* [Problem statement]: Restate word for word the lines of the material below, from the line with "connect, reset, ...)." to the line with "pub fn new(config: Config)", both lines included, and no others.

* [Source information]:
Segment Open
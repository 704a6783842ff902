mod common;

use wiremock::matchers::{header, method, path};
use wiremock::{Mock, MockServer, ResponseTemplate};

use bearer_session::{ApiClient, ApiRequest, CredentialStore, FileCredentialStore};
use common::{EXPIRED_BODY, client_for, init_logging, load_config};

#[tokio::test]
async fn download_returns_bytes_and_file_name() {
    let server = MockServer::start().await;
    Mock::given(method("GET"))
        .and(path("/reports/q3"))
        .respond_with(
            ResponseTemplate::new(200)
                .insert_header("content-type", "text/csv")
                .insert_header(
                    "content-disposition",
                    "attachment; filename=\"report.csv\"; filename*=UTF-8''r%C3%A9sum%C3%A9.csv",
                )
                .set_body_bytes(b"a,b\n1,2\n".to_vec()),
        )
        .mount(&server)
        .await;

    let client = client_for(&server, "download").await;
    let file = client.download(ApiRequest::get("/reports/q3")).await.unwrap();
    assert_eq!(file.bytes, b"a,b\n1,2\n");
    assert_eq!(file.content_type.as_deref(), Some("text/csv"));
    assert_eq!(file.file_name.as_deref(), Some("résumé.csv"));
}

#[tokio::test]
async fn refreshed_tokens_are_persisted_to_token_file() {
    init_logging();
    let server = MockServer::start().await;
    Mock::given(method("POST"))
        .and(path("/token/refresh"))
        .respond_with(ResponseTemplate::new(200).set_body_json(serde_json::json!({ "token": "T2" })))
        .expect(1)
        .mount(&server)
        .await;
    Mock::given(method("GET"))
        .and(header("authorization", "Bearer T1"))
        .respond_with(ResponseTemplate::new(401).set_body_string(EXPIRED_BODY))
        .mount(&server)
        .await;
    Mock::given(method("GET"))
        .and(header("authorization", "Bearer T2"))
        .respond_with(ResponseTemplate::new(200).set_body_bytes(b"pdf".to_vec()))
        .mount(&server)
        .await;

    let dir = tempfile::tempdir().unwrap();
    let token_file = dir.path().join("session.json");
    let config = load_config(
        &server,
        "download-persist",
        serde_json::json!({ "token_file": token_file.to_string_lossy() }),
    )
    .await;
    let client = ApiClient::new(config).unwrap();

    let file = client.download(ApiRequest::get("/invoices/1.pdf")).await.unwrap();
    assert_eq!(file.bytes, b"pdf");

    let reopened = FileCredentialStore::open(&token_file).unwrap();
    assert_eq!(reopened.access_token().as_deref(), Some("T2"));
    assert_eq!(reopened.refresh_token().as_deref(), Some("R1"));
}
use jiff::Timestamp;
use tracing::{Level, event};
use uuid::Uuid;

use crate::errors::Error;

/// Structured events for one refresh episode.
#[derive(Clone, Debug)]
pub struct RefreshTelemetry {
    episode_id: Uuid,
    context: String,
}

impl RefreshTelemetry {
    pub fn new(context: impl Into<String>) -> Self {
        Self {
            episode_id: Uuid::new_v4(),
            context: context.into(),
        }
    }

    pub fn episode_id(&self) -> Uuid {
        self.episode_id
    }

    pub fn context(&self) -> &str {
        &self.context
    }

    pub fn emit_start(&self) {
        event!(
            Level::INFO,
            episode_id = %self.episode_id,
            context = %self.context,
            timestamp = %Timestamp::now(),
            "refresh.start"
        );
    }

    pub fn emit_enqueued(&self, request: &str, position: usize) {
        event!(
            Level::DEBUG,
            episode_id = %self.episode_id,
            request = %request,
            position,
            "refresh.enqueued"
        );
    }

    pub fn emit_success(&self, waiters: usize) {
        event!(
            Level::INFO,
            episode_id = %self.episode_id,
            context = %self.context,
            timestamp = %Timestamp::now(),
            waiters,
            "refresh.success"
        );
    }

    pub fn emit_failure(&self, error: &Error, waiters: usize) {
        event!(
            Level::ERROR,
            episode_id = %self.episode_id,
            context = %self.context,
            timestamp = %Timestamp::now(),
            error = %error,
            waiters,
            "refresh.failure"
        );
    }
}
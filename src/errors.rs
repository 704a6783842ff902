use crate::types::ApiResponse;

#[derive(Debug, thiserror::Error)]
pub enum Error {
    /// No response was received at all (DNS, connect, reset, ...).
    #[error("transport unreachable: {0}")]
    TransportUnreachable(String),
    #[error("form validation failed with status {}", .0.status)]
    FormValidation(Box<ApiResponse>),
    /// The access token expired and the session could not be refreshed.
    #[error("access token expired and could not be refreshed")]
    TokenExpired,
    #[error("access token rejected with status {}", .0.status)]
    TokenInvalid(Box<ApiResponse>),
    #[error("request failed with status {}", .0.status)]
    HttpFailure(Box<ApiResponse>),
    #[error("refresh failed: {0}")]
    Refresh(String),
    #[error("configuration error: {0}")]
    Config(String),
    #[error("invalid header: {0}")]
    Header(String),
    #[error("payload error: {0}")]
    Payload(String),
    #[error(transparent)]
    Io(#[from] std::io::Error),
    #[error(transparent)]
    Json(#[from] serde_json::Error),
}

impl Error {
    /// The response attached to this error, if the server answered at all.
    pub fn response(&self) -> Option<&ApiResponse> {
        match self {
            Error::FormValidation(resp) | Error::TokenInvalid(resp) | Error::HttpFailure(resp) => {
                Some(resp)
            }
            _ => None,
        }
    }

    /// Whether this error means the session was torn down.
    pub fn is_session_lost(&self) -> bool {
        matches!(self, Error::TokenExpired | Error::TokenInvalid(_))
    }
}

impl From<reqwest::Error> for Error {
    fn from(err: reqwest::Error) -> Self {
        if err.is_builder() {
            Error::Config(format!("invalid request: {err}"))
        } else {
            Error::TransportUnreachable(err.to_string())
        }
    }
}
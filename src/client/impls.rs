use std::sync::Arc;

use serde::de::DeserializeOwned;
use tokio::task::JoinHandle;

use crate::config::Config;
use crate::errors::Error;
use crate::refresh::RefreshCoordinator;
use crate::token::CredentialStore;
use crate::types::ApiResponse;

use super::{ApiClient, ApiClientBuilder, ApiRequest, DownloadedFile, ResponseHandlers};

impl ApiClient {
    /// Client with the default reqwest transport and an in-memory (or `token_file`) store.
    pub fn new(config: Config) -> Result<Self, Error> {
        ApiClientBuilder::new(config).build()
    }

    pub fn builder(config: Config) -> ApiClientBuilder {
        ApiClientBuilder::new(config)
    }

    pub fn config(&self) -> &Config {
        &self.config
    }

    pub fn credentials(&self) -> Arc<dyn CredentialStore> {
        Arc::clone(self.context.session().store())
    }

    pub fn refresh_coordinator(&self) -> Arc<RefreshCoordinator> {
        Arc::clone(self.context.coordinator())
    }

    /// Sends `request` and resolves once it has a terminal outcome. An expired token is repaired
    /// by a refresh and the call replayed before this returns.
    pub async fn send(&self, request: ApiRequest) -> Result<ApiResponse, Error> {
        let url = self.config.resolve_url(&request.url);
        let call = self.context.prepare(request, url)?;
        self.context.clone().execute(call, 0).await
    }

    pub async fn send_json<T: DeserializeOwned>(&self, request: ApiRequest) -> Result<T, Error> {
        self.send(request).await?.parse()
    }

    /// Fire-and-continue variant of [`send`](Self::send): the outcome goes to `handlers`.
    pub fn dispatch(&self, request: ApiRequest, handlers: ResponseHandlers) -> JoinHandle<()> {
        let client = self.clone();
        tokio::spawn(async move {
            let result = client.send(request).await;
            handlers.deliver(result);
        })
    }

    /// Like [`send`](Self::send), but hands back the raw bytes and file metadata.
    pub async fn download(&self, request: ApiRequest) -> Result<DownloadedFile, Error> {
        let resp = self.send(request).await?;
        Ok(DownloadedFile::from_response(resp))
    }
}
Segment Closed
* [Solved exercise]:
    /// No response was received at all (DNS, connect, reset, ...).
    #[error("transport unreachable: {0}")]
    TransportUnreachable(String),
    #[error("form validation failed with status {}", .0.status)]
    FormValidation(Box<ApiResponse>),
    /// The access token expired and the session could not be refreshed.
    #[error("access token expired and could not be refreshed")]
    TokenExpired,
    #[error("access token rejected with status {}", .0.status)]
    TokenInvalid(Box<ApiResponse>),
    #[error("request failed with status {}", .0.status)]
    HttpFailure(Box<ApiResponse>),
    #[error("refresh failed: {0}")]
    Refresh(String),
    #[error("configuration error: {0}")]
    Config(String),
    #[error("invalid header: {0}")]
    Header(String),
    #[error("payload error: {0}")]
    Payload(String),
    #[error(transparent)]
    Io(#[from] std::io::Error),
    #[error(transparent)]
    Json(#[from] serde_json::Error),
}

impl Error {
    /// The response attached to this error, if the server answered at all.
    pub fn response(&self) -> Option<&ApiResponse> {
        match self {
            Error::FormValidation(resp) | Error::TokenInvalid(resp) | Error::HttpFailure(resp) => {
                Some(resp)
            }
            _ => None,
        }
    }

    /// Whether this error means the session was torn down.
    pub fn is_session_lost(&self) -> bool {
        matches!(self, Error::TokenExpired | Error::TokenInvalid(_))
    }
}

impl From<reqwest::Error> for Error {
    fn from(err: reqwest::Error) -> Self {
        if err.is_builder() {
            Error::Config(format!("invalid request: {err}"))
        } else {
            Error::TransportUnreachable(err.to_string())
        }
    }
}
filename src/client/impls.rs
use std::sync::Arc;

use serde::de::DeserializeOwned;
use tokio::task::JoinHandle;

use crate::config::Config;
use crate::errors::Error;
use crate::refresh::RefreshCoordinator;
use crate::token::CredentialStore;
use crate::types::ApiResponse;

use super::{ApiClient, ApiClientBuilder, ApiRequest, DownloadedFile, ResponseHandlers};

impl ApiClient {
    /// Client with the default reqwest transport and an in-memory (or `token_file`) store.
    pub fn new(config: Config) -> Result<Self, Error> {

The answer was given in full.